The center will be co-led by two world-renowned AI and computational modeling experts, CUNY SPH Professor Bruce Y. Lee and West Point Professor Diana M. Thomas. Together they will develop state-of-the-art AI, machine learning, Big Data methods, and other data science approaches to better understand how different people have different dietary needs and to avoid potential biases and disparities that may result from more general, one-size-fits-all nutrition recommendations.
The researchers will develop existing technology to address the whole complex system of factors that affect nutrition and health, ranging from genetics to metabolism to behavior to a person's social and physical environment.
"This grant is part of a major NIH initiative to move our society more towards precision nutrition, better tailoring nutrition guidance and advice to different needs of people and recognizing the diversity that exists," Lee explains. "As the AI Center for this initiative, we are at the leading edge of developing the new computer algorithms, approaches, methods, and tools that can help everyone improve their nutrition and health."
"Our ongoing commitment to advancing health equity and social justice is reaffirmed with this award," says CUNY SPH Dean Ayman El-Mohandes, acknowledging the historic dimension of this unprecedented grant. "We are eager to employ these funds to make great strides in advancing health equity and improving health outcomes for all."

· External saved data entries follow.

//! Collaborator test doubles.
//!
//! Deterministic stand-ins for the comparator and magic-constant
//! collaborators, used to check which collaborators an evaluation reached.
//!
//! Available in this crate's tests and, with the `mock` feature, to other
//! crates.

use std::fmt;
use std::sync::atomic::{AtomicUsize, Ordering};
use std::sync::{Arc, Mutex, PoisonError};

use alloy_primitives::U256;
use recipe_core::{ComparatorError, ParameterConstraint, ResolverError};

use crate::comparator::Comparator;
use crate::resolver::{MagicConstantRegistry, Resolution, Resolver};

/// One call made to a [`RecordingComparator`].
#[derive(Debug, Clone, PartialEq, Eq)]
pub struct ComparatorCall {
    /// Chain id passed by the engine.
    pub chain_id: String,
    /// Parameter name.
    pub parameter: String,
    /// The value, rendered as a string.
    pub value: String,
}

/// Comparator that records every call and accepts every value.
///
/// Clones share the same call log.
#[derive(Debug, Clone, Default)]
pub struct RecordingComparator {
    calls: Arc<Mutex<Vec<ComparatorCall>>>,
}

impl RecordingComparator {
    /// A comparator with an empty call log.
    #[must_use]
    pub fn new() -> Self {
        Self::default()
    }

    /// The calls recorded so far, in order.
    #[must_use]
    pub fn calls(&self) -> Vec<ComparatorCall> {
        self.calls
            .lock()
            .unwrap_or_else(PoisonError::into_inner)
            .clone()
    }

    fn record(&self, chain_id: &str, parameter: &str, value: String) {
        self.calls
            .lock()
            .unwrap_or_else(PoisonError::into_inner)
            .push(ComparatorCall {
                chain_id: chain_id.to_string(),
                parameter: parameter.to_string(),
                value,
            });
    }
}

impl Comparator<str> for RecordingComparator {
    fn assert_arg(
        &self,
        chain_id: &str,
        _constraints: &[ParameterConstraint],
        parameter: &str,
        value: &str,
    ) -> Result<(), ComparatorError> {
        self.record(chain_id, parameter, value.to_string());
        Ok(())
    }
}

impl Comparator<U256> for RecordingComparator {
    fn assert_arg(
        &self,
        chain_id: &str,
        _constraints: &[ParameterConstraint],
        parameter: &str,
        value: &U256,
    ) -> Result<(), ComparatorError> {
        self.record(chain_id, parameter, value.to_string());
        Ok(())
    }
}

/// Registry whose resolver always fails.
#[derive(Debug, Clone)]
pub struct FailingResolver {
    reason: String,
}

impl FailingResolver {
    /// A resolver failing with `reason`.
    #[must_use]
    pub fn new(reason: impl Into<String>) -> Self {
        Self {
            reason: reason.into(),
        }
    }
}

impl MagicConstantRegistry for FailingResolver {
    fn resolver(&self, _constant: &str) -> Result<&dyn Resolver, ResolverError> {
        Ok(self)
    }
}

impl Resolver for FailingResolver {
    fn resolve(
        &self,
        _constant: &str,
        _chain_id: &str,
        _context: &str,
    ) -> Result<Resolution, ResolverError> {
        Err(ResolverError::failed(self.reason.clone()))
    }
}

/// Registry wrapper counting resolver lookups.
///
/// Clones share the same counter.
pub struct CountingRegistry<R> {
    inner: Arc<R>,
    lookups: Arc<AtomicUsize>,
}

impl<R> CountingRegistry<R> {
    /// Wrap `inner`.
    #[must_use]
    pub fn new(inner: R) -> Self {
        Self {
            inner: Arc::new(inner),
            lookups: Arc::new(AtomicUsize::new(0)),
        }
    }

    /// Number of resolver lookups so far.
    #[must_use]
    pub fn lookups(&self) -> usize {
        self.lookups.load(Ordering::SeqCst)
    }
}

impl<R> Clone for CountingRegistry<R> {
    fn clone(&self) -> Self {
        Self {
            inner: Arc::clone(&self.inner),
            lookups: Arc::clone(&self.lookups),
        }
    }
}

impl<R: fmt::Debug> fmt::Debug for CountingRegistry<R> {
    fn fmt(&self, f: &mut fmt::Formatter<'_>) -> fmt::Result {
        f.debug_struct("CountingRegistry")
            .field("inner", &self.inner)
            .field("lookups", &self.lookups())
            .finish()
    }
}

impl<R: MagicConstantRegistry> MagicConstantRegistry for CountingRegistry<R> {
    fn resolver(&self, constant: &str) -> Result<&dyn Resolver, ResolverError> {
        self.lookups.fetch_add(1, Ordering::SeqCst);
        self.inner.resolver(constant)
    }
}
// ============================================================================
// ConfigError
// ============================================================================

/// Errors that can occur while loading or validating configuration.
#[derive(Debug, thiserror::Error)]
pub enum ConfigError {
    /// Reading the configuration file failed.
    #[error("failed to read {path}: {source}")]
    Io {
        /// The file that could not be read.
        path: String,
        /// The underlying I/O error.
        #[source]
        source: std::io::Error,
    },

    /// The configuration is not valid TOML for the expected schema.
    #[error("failed to parse configuration: {0}")]
    Parse(#[from] toml::de::Error),

    /// The configuration parsed but is inconsistent.
    #[error("invalid configuration: {reason}")]
    InvalidConfiguration {
        /// What is wrong with it.
        reason: String,
    },

    /// No chain integration exists for the requested id.
    #[error("unknown chain: {chain}")]
    UnknownChain {
        /// The requested chain id.
        chain: String,
    },
}

impl ConfigError {
    /// Create an `InvalidConfiguration` error.
    #[must_use]
    pub fn invalid(reason: impl Into<String>) -> Self {
        Self::InvalidConfiguration {
            reason: reason.into(),
        }
    }

    /// Create an `UnknownChain` error.
    #[must_use]
    pub fn unknown_chain(chain: impl Into<String>) -> Self {
        Self::UnknownChain {
            chain: chain.into(),
        }
    }
}

/// Result alias for policy evaluation.
pub type Result<T, E = PolicyError> = std::result::Result<T, E>;
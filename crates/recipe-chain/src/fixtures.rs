//! Transaction fixtures for tests and benchmarks.
//!
//! [`TxBuilder`] assembles encoded `TxRaw` bytes from messages, so tests can
//! describe a transaction by what it does rather than by its wire bytes.
//!
//! Available in this crate's tests and, with the `mock` feature, to other
//! crates.
//!
//! # Example
//!
//! ```
//! use recipe_chain::fixtures::{asset, coin, deposit_coin, TxBuilder};
//!
//! let send = TxBuilder::new()
//!     .send("cosmos1from", "cosmos1to", vec![coin("uatom", "1000000")])
//!     .memo("payroll")
//!     .build();
//!
//! let swap = TxBuilder::new()
//!     .deposit(vec![deposit_coin(asset("THOR", "RUNE"), "500")], "=:BTC.BTC:bc1q", vec![1; 20])
//!     .build();
//!
//! assert!(!send.is_empty() && !swap.is_empty());
//! ```

use prost::Message;

use crate::proto::{
    Any, Asset, AuthInfo, Coin, DepositCoin, Fee, ModeInfo, ModeInfoSingle, MsgDeposit, MsgSend,
    Secp256k1PubKey, SignerInfo, TxBody, TxRaw, MSG_DEPOSIT_TYPE_URL, MSG_SEND_TYPE_URL,
    SECP256K1_PUBKEY_TYPE_URL,
};

/// `SIGN_MODE_DIRECT`.
const SIGN_MODE_DIRECT: i32 = 1;

/// A placeholder compressed public key.
const FIXTURE_PUBKEY: [u8; 33] = [0x02; 33];

/// Build a bank coin.
#[must_use]
pub fn coin(denom: &str, amount: &str) -> Coin {
    Coin {
        denom: denom.to_string(),
        amount: amount.to_string(),
    }
}

/// Build an asset with the given chain and symbol; the ticker equals the symbol.
#[must_use]
pub fn asset(chain: &str, symbol: &str) -> Asset {
    Asset {
        chain: chain.to_string(),
        symbol: symbol.to_string(),
        ticker: symbol.to_string(),
        ..Asset::default()
    }
}

/// Build a deposit coin with 8 decimals.
#[must_use]
pub fn deposit_coin(asset: Asset, amount: &str) -> DepositCoin {
    DepositCoin {
        asset: Some(asset),
        amount: amount.to_string(),
        decimals: 8,
    }
}

/// Builder for encoded unsigned (or pre-signed) transactions.
#[derive(Debug, Clone)]
pub struct TxBuilder {
    messages: Vec<Any>,
    memo: String,
    signer: bool,
    signatures: Vec<Vec<u8>>,
}

impl Default for TxBuilder {
    fn default() -> Self {
        Self::new()
    }
}

impl TxBuilder {
    /// An empty transaction with one signer info and no messages.
    #[must_use]
    pub fn new() -> Self {
        Self {
            messages: Vec::new(),
            memo: String::new(),
            signer: true,
            signatures: Vec::new(),
        }
    }

    /// Append a bank send.
    #[must_use]
    pub fn send(self, from: &str, to: &str, amount: Vec<Coin>) -> Self {
        let msg = MsgSend {
            from_address: from.to_string(),
            to_address: to.to_string(),
            amount,
        };
        self.message(Any::pack(MSG_SEND_TYPE_URL, &msg))
    }

    /// Append a deposit.
    #[must_use]
    pub fn deposit(self, coins: Vec<DepositCoin>, memo: &str, signer: Vec<u8>) -> Self {
        let msg = MsgDeposit {
            coins,
            memo: memo.to_string(),
            signer,
        };
        self.message(Any::pack(MSG_DEPOSIT_TYPE_URL, &msg))
    }

    /// Append an arbitrary packed message.
    #[must_use]
    pub fn message(mut self, any: Any) -> Self {
        self.messages.push(any);
        self
    }

    /// Set the transaction memo.
    #[must_use]
    pub fn memo(mut self, memo: impl Into<String>) -> Self {
        self.memo = memo.into();
        self
    }

    /// Leave auth-info without any signer info.
    #[must_use]
    pub fn without_signer(mut self) -> Self {
        self.signer = false;
        self
    }

    /// Attach a raw signature to the envelope.
    #[must_use]
    pub fn signature(mut self, signature: Vec<u8>) -> Self {
        self.signatures.push(signature);
        self
    }

    /// Encode the transaction.
    #[must_use]
    pub fn build(self) -> Vec<u8> {
        let body = TxBody {
            messages: self.messages,
            memo: self.memo,
            timeout_height: 0,
            extension_options: Vec::new(),
            non_critical_extension_options: Vec::new(),
        };

        let signer_infos = if self.signer {
            vec![SignerInfo {
                public_key: Some(Any::pack(
                    SECP256K1_PUBKEY_TYPE_URL,
                    &Secp256k1PubKey {
                        key: FIXTURE_PUBKEY.to_vec(),
                    },
                )),
                mode_info: Some(ModeInfo {
                    single: Some(ModeInfoSingle {
                        mode: SIGN_MODE_DIRECT,
                    }),
                }),
                sequence: 0,
            }]
        } else {
            Vec::new()
        };

        let auth_info = AuthInfo {
            signer_infos,
            fee: Some(Fee {
                amount: vec![coin("uatom", "5000")],
                gas_limit: 200_000,
                payer: String::new(),
                granter: String::new(),
            }),
        };

        TxRaw {
            body_bytes: body.encode_to_vec(),
            auth_info_bytes: auth_info.encode_to_vec(),
            signatures: self.signatures,
        }
        .encode_to_vec()
    }
}
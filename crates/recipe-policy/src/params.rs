//! Parameter extraction and constraint validation.
//!
//! Rules constrain named parameters of a message. [`extract`] reads a
//! parameter as a typed [`Value`]; [`validate_constraints`] extracts every
//! constrained parameter and routes its value to the comparator for its type.
//!
//! # Parameters
//!
//! | kind | parameter | value |
//! |---|---|---|
//! | send | `recipient` | string, the to-address |
//! | send | `amount` | integer, the single coin's amount |
//! | send | `denom` | string, the single coin's denomination |
//! | send | `memo` | string, the transaction memo |
//! | deposit | `amount` | integer, the single coin's amount |
//! | deposit | `from_asset` | string, the single coin's asset as `CHAIN.SYMBOL` |
//! | deposit | `memo` | string, the deposit memo (transaction memo if empty) |
//!
//! More than one coin is always an error, never summed.

use recipe_chain::{CosmosMessage, DecodedTransaction};
use recipe_core::{ConstraintError, ExtractError, ParameterConstraint, ResourcePath, Value};

use crate::comparator::Comparators;

/// Extract `parameter` from `message`.
///
/// # Errors
///
/// Returns [`ExtractError::UnsupportedParameter`] for names not defined for
/// the message kind, and the coin and amount errors of
/// [`CosmosMessage::amount`], [`CosmosMessage::denom`] and
/// [`CosmosMessage::from_asset`].
pub fn extract(
    parameter: &str,
    tx: &DecodedTransaction,
    message: &CosmosMessage,
) -> Result<Value, ExtractError> {
    match (message, parameter) {
        (CosmosMessage::Send(send), "recipient") => Ok(Value::String(send.to_address.clone())),
        (CosmosMessage::Send(_), "denom") => message.denom().map(|d| Value::String(d.to_string())),
        (CosmosMessage::Send(_), "memo") => Ok(Value::String(tx.memo.clone())),
        (CosmosMessage::Deposit(deposit), "memo") => {
            let memo = if deposit.memo.is_empty() {
                &tx.memo
            } else {
                &deposit.memo
            };
            Ok(Value::String(memo.clone()))
        }
        (CosmosMessage::Deposit(_), "from_asset") => message.from_asset().map(Value::String),
        (CosmosMessage::Send(_) | CosmosMessage::Deposit(_), "amount") => {
            message.amount().map(Value::Integer)
        }
        (other, parameter) => Err(ExtractError::unsupported_parameter(
            parameter,
            other.kind(),
        )),
    }
}

/// Validate every constraint in `constraints` against `message`.
///
/// Constraints are checked in order, each on its own, so two bounds on the
/// same parameter must both hold. The first failure is returned.
///
/// # Errors
///
/// - [`ConstraintError::Extraction`] if a parameter cannot be extracted
/// - [`ConstraintError::UnsupportedValueType`] if no comparator is routed for the value's type
/// - [`ConstraintError::Violation`] or [`ConstraintError::UnsupportedConstraint`]
///   for comparator failures
pub fn validate_constraints(
    resource: &ResourcePath,
    constraints: &[ParameterConstraint],
    tx: &DecodedTransaction,
    message: &CosmosMessage,
    comparators: &Comparators,
) -> Result<(), ConstraintError> {
    let chain_id = resource.chain_id.as_str();

    for constraint in constraints {
        let parameter = constraint.parameter_name.as_str();
        let value = extract(parameter, tx, message)?;
        // One constraint per call; several constraints may share a parameter.
        let current = std::slice::from_ref(constraint);

        let outcome = match &value {
            Value::String(s) => comparators
                .string()
                .map(|cmp| cmp.assert_arg(chain_id, current, parameter, s.as_str())),
            Value::Integer(n) => comparators
                .integer()
                .map(|cmp| cmp.assert_arg(chain_id, current, parameter, n)),
        };

        match outcome {
            Some(Ok(())) => {}
            Some(Err(source)) => return Err(ConstraintError::from_comparator(parameter, source)),
            None => {
                return Err(ConstraintError::UnsupportedValueType {
                    parameter: parameter.to_string(),
                    value_type: value.type_name(),
                })
            }
        }
    }

    Ok(())
}
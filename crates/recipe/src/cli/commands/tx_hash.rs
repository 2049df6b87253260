//! # Tx-Hash Command
//!
//! `recipe tx-hash --tx <TX> --r <HEX> --s <HEX> [--recovery-id <HEX>]`
//!
//! Attaches the signature produced by the signing ceremony to the unsigned
//! transaction and prints the resulting transaction hash. With
//! `--format json` the signed transaction is included, base64-encoded.

use base64::engine::general_purpose::STANDARD;
use base64::Engine as _;
use recipe_chain::sign_transaction;
use recipe_core::{EcdsaSignature, RecipeError};
use serde::Serialize;

use super::render_json;
use crate::cli::args::OutputFormat;
use crate::cli::input::decode_tx_input;

/// Result of the `tx-hash` command.
#[derive(Debug, Clone, PartialEq, Eq, Serialize)]
pub struct TxHashOutput {
    /// Upper-case hex SHA-256 of the signed transaction.
    pub hash: String,
    /// The signed transaction, standard base64.
    pub signed_tx: String,
}

/// The `recipe tx-hash` command handler.
#[derive(Debug, Clone)]
pub struct TxHashCommand {
    /// Unsigned transaction, hex or base64.
    pub tx: String,
    /// The signature to attach.
    pub signature: EcdsaSignature,
    /// Output format.
    pub format: OutputFormat,
}

impl TxHashCommand {
    /// Create a new `TxHashCommand`.
    #[must_use]
    pub fn new(tx: impl Into<String>, signature: EcdsaSignature, format: OutputFormat) -> Self {
        Self {
            tx: tx.into(),
            signature,
            format,
        }
    }

    /// Sign and hash without printing.
    ///
    /// # Errors
    ///
    /// Returns [`RecipeError::InvalidInput`] for unreadable transaction input
    /// and [`RecipeError::Signature`] if finalization fails.
    pub fn execute(&self) -> Result<TxHashOutput, RecipeError> {
        let unsigned = decode_tx_input(&self.tx)?;
        let signed = sign_transaction(&unsigned, std::slice::from_ref(&self.signature))?;

        Ok(TxHashOutput {
            signed_tx: STANDARD.encode(&signed.bytes),
            hash: signed.hash,
        })
    }

    /// Sign, hash and print the result.
    ///
    /// # Errors
    ///
    /// See [`execute`](Self::execute).
    pub fn run(&self) -> Result<(), RecipeError> {
        let output = self.execute()?;
        match self.format {
            OutputFormat::Text => println!("{}", output.hash),
            OutputFormat::Json => println!("{}", render_json(&output)?),
        }
        Ok(())
    }
}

The grant is part of the Nutrition for Precision Health, powered by the All of Us Research Program (NPH) initiative (grant U54 TR004279-01), a $170 million NIH-wide effort, and the first independent study that will recruit a diverse pool of participants from All of Us to inform more personalized nutrition recommendations. The NPH and the center are part of the NIH's Common Fund, a special program aimed at catalyzing multiple biomedical disciplines.